I was going to do this simply as a response in the previous thread, but I’ve seen it enough times that I’m responding to it separately here, in re boycotts:
As far as I’m concerned, it still comes down to a person’s right on where they spend their money. Nothing more, nothing less.
Gordon Bennett, no, it doesn’t. Why in the WORLD do people keep bringing it around to people’s “rights?” Show me one posting, in the history of this board–in the history of my giving public opinions–where I have *ever* said people didn’t have the “right” to spend their money elsewhere?
It’s a sidetrack, people. It’s a dodge, a shuck and jive. “Peter, you’re saying we don’t have the right to–” NO, I AM NOT SAYING THAT. For that matter, I don’t find anyone else offhand who has said that. So if anyone else wants to respond with “people have the right to boycott,” save it. It’s a NON-ISSUE, and I am sick of it. It seems self-evident to me, but I will now spell it out for the folks in the cheap seats: When I say something is “wrong,” that does not automatically equate with saying that people don’t have the “right to do it.” And if you don’t believe me, then next time you go to a job interview, fart loudly and repeatedly, and if the interviewer makes a face, point out you have the right to fart. And enjoy unemployment.
It’s the same muddy-headed thinking that declares if one is against going to war, one is in favor of bloody dictators. Or the time that I pointed out to John Byrne that his changing a private security guard to a police officer in his Spidey reboot was wrongheaded because a NYC police officer would never shout to a private citizen that he should have tackled an armed robber…whereupon John responded that I was supporting the idea of people standing aside and doing nothing while a NYC police officer was beaten to death. If that makes no sense to you, then you begin to comprehend just how bewildered I am every time I see another “but people have the right to boycott” wheeze.

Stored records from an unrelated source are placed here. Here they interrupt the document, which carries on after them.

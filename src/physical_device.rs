use std::{
    collections::BTreeSet,
    ffi::{CStr, CString},
};

use ash::vk;
use thiserror::Error;

use crate::{
    error::{ContextError, Result},
    instance::Instance,
    queue_family::{QueueFamily, QueueFamilyIndices, ResolvedQueueFamilies},
    surface::Surface,
    swapchain::SwapChainSupportDetails,
};

/// The driver queries device selection depends on.
///
/// [`DriverQueries`] answers them from a live instance and surface.
pub trait DeviceQueries {
    fn physical_devices(&self) -> Result<Vec<vk::PhysicalDevice>>;
    fn properties(&self, device: vk::PhysicalDevice) -> vk::PhysicalDeviceProperties;
    fn features(&self, device: vk::PhysicalDevice) -> vk::PhysicalDeviceFeatures;
    fn memory_properties(&self, device: vk::PhysicalDevice) -> vk::PhysicalDeviceMemoryProperties;
    fn queue_family_properties(&self, device: vk::PhysicalDevice) -> Vec<vk::QueueFamilyProperties>;
    fn surface_support(&self, device: vk::PhysicalDevice, queue_family_index: u32) -> Result<bool>;
    fn extension_properties(&self, device: vk::PhysicalDevice) -> Result<Vec<vk::ExtensionProperties>>;
    fn swapchain_support(&self, device: vk::PhysicalDevice) -> Result<SwapChainSupportDetails>;
}

pub struct DriverQueries<'a> {
    pub instance: &'a Instance,
    pub surface: &'a Surface,
}

impl DeviceQueries for DriverQueries<'_> {
    fn physical_devices(&self) -> Result<Vec<vk::PhysicalDevice>> {
        Ok(unsafe { self.instance.handle.enumerate_physical_devices()? })
    }

    fn properties(&self, device: vk::PhysicalDevice) -> vk::PhysicalDeviceProperties {
        unsafe { self.instance.handle.get_physical_device_properties(device) }
    }

    fn features(&self, device: vk::PhysicalDevice) -> vk::PhysicalDeviceFeatures {
        unsafe { self.instance.handle.get_physical_device_features(device) }
    }

    fn memory_properties(&self, device: vk::PhysicalDevice) -> vk::PhysicalDeviceMemoryProperties {
        unsafe {
            self.instance
                .handle
                .get_physical_device_memory_properties(device)
        }
    }

    fn queue_family_properties(&self, device: vk::PhysicalDevice) -> Vec<vk::QueueFamilyProperties> {
        unsafe {
            self.instance
                .handle
                .get_physical_device_queue_family_properties(device)
        }
    }

    fn surface_support(&self, device: vk::PhysicalDevice, queue_family_index: u32) -> Result<bool> {
        self.surface.physical_device_support(device, queue_family_index)
    }

    fn extension_properties(&self, device: vk::PhysicalDevice) -> Result<Vec<vk::ExtensionProperties>> {
        Ok(unsafe {
            self.instance
                .handle
                .enumerate_device_extension_properties(device)?
        })
    }

    fn swapchain_support(&self, device: vk::PhysicalDevice) -> Result<SwapChainSupportDetails> {
        SwapChainSupportDetails::query(self.surface, device)
    }
}

/// Why a candidate device was passed over.
#[derive(Error, Debug, Clone, PartialEq, Eq)]
pub enum Rejection {
    #[error("no queue family for {}", missing_roles(.0))]
    IncompleteQueueFamilies(QueueFamilyIndices),
    #[error("missing device extensions: {}", .0.join(", "))]
    MissingExtensions(Vec<String>),
    #[error("surface offers {formats} format(s) and {present_modes} present mode(s)")]
    InadequateSwapchain { formats: usize, present_modes: usize },
    #[error("no sampler anisotropy")]
    NoSamplerAnisotropy,
}

fn missing_roles(indices: &QueueFamilyIndices) -> &'static str {
    match (indices.graphics_family, indices.present_family) {
        (None, None) => "graphics or present",
        (None, Some(_)) => "graphics",
        _ => "present",
    }
}

#[derive(Debug, Clone)]
pub struct PhysicalDevice {
    pub handle: vk::PhysicalDevice,
    pub name: String,
    pub properties: vk::PhysicalDeviceProperties,
    pub features: vk::PhysicalDeviceFeatures,
    pub memory_properties: vk::PhysicalDeviceMemoryProperties,
    pub queue_families: Vec<QueueFamily>,
    pub queue_family_indices: ResolvedQueueFamilies,
    pub swapchain_support: SwapChainSupportDetails,
    pub msaa_samples: vk::SampleCountFlags,
}

impl PhysicalDevice {
    /// Picks the first device, in driver order, that can render to `surface`.
    pub fn select(
        instance: &Instance,
        surface: &Surface,
        required_extensions: &[CString],
    ) -> Result<Self> {
        Self::select_with(&DriverQueries { instance, surface }, required_extensions)
    }

    /// First match wins: devices are not ranked against each other.
    pub fn select_with(
        queries: &impl DeviceQueries,
        required_extensions: &[CString],
    ) -> Result<Self> {
        let handles = queries.physical_devices()?;
        if handles.is_empty() {
            return Err(ContextError::NoDevicesAvailable);
        }

        for &handle in &handles {
            match Self::evaluate(queries, handle, required_extensions)? {
                Ok(device) => {
                    log::info!(
                        "selected GPU {} ({:?} samples max)",
                        device.name,
                        device.msaa_samples
                    );
                    return Ok(device);
                }
                Err(rejection) => {
                    let name = device_name(&queries.properties(handle));
                    log::debug!("rejected GPU {name}: {rejection}");
                }
            }
        }

        Err(ContextError::NoSuitableDevice {
            candidates: handles.len(),
        })
    }

    /// Checks one candidate. The outer error is a failed driver query, the inner
    /// one the reason the device does not qualify.
    pub fn evaluate(
        queries: &impl DeviceQueries,
        handle: vk::PhysicalDevice,
        required_extensions: &[CString],
    ) -> Result<std::result::Result<Self, Rejection>> {
        let queue_families = QueueFamily::from_properties(&queries.queue_family_properties(handle));
        let indices = QueueFamilyIndices::resolve(&queue_families, |index| {
            queries.surface_support(handle, index).unwrap_or_else(|err| {
                log::warn!("present support query failed for queue family {index}: {err}");
                false
            })
        });
        let Some(queue_family_indices) = indices.complete() else {
            return Ok(Err(Rejection::IncompleteQueueFamilies(indices)));
        };

        let missing = missing_extensions(required_extensions, &queries.extension_properties(handle)?);
        if !missing.is_empty() {
            return Ok(Err(Rejection::MissingExtensions(missing)));
        }

        let swapchain_support = queries.swapchain_support(handle)?;
        if !swapchain_support.is_adequate() {
            return Ok(Err(Rejection::InadequateSwapchain {
                formats: swapchain_support.formats.len(),
                present_modes: swapchain_support.present_modes.len(),
            }));
        }

        let features = queries.features(handle);
        if features.sampler_anisotropy != vk::TRUE {
            return Ok(Err(Rejection::NoSamplerAnisotropy));
        }

        let properties = queries.properties(handle);
        Ok(Ok(Self {
            handle,
            name: device_name(&properties),
            msaa_samples: max_usable_sample_count(&properties.limits),
            properties,
            features,
            memory_properties: queries.memory_properties(handle),
            queue_families,
            queue_family_indices,
            swapchain_support,
        }))
    }
}

pub fn device_name(properties: &vk::PhysicalDeviceProperties) -> String {
    unsafe { CStr::from_ptr(properties.device_name.as_ptr()) }
        .to_string_lossy()
        .into_owned()
}

/// Required extension names the device does not expose, sorted. Empty means supported.
pub fn missing_extensions(
    required: &[CString],
    available: &[vk::ExtensionProperties],
) -> Vec<String> {
    let mut missing: BTreeSet<&CStr> = required.iter().map(CString::as_c_str).collect();
    for extension in available {
        let name = unsafe { CStr::from_ptr(extension.extension_name.as_ptr()) };
        missing.remove(name);
    }
    missing
        .into_iter()
        .map(|name| name.to_string_lossy().into_owned())
        .collect()
}

/// Highest sample count usable for both color and depth attachments.
pub fn max_usable_sample_count(limits: &vk::PhysicalDeviceLimits) -> vk::SampleCountFlags {
    let counts = limits.framebuffer_color_sample_counts & limits.framebuffer_depth_sample_counts;
    [
        vk::SampleCountFlags::TYPE_64,
        vk::SampleCountFlags::TYPE_32,
        vk::SampleCountFlags::TYPE_16,
        vk::SampleCountFlags::TYPE_8,
        vk::SampleCountFlags::TYPE_4,
        vk::SampleCountFlags::TYPE_2,
    ]
    .into_iter()
    .find(|&samples| counts.contains(samples))
    .unwrap_or(vk::SampleCountFlags::TYPE_1)
}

I’m talking about pure, simple, appropriate, proportional response: If you disagree with someone, say it with words, because saying it with punitive, retaliatory measures proves nothing except that you are petty and intolerant.
Furthermore, boycotts are unimaginative. They got no style. If you’re going to do a boycott, do it with some flair. For instance: All those people who sit there contentedly and say, “I’m boycotting Dominos Pizza because the owner gives money to Project Rescue,” all right. Fine. Just for laughs: I wonder how many people then say, “And I’m taking all the money I would have spent on Dominos and making contributions to Planned Parenthood in the name of the Dominos Pizza owner.” Now wouldn’t that be a kick. Planned Parenthood getting thousands of dollars a week in unspent pizza money, all in the name of that guy. Doesn’t make boycotts right. But it makes it less wrong.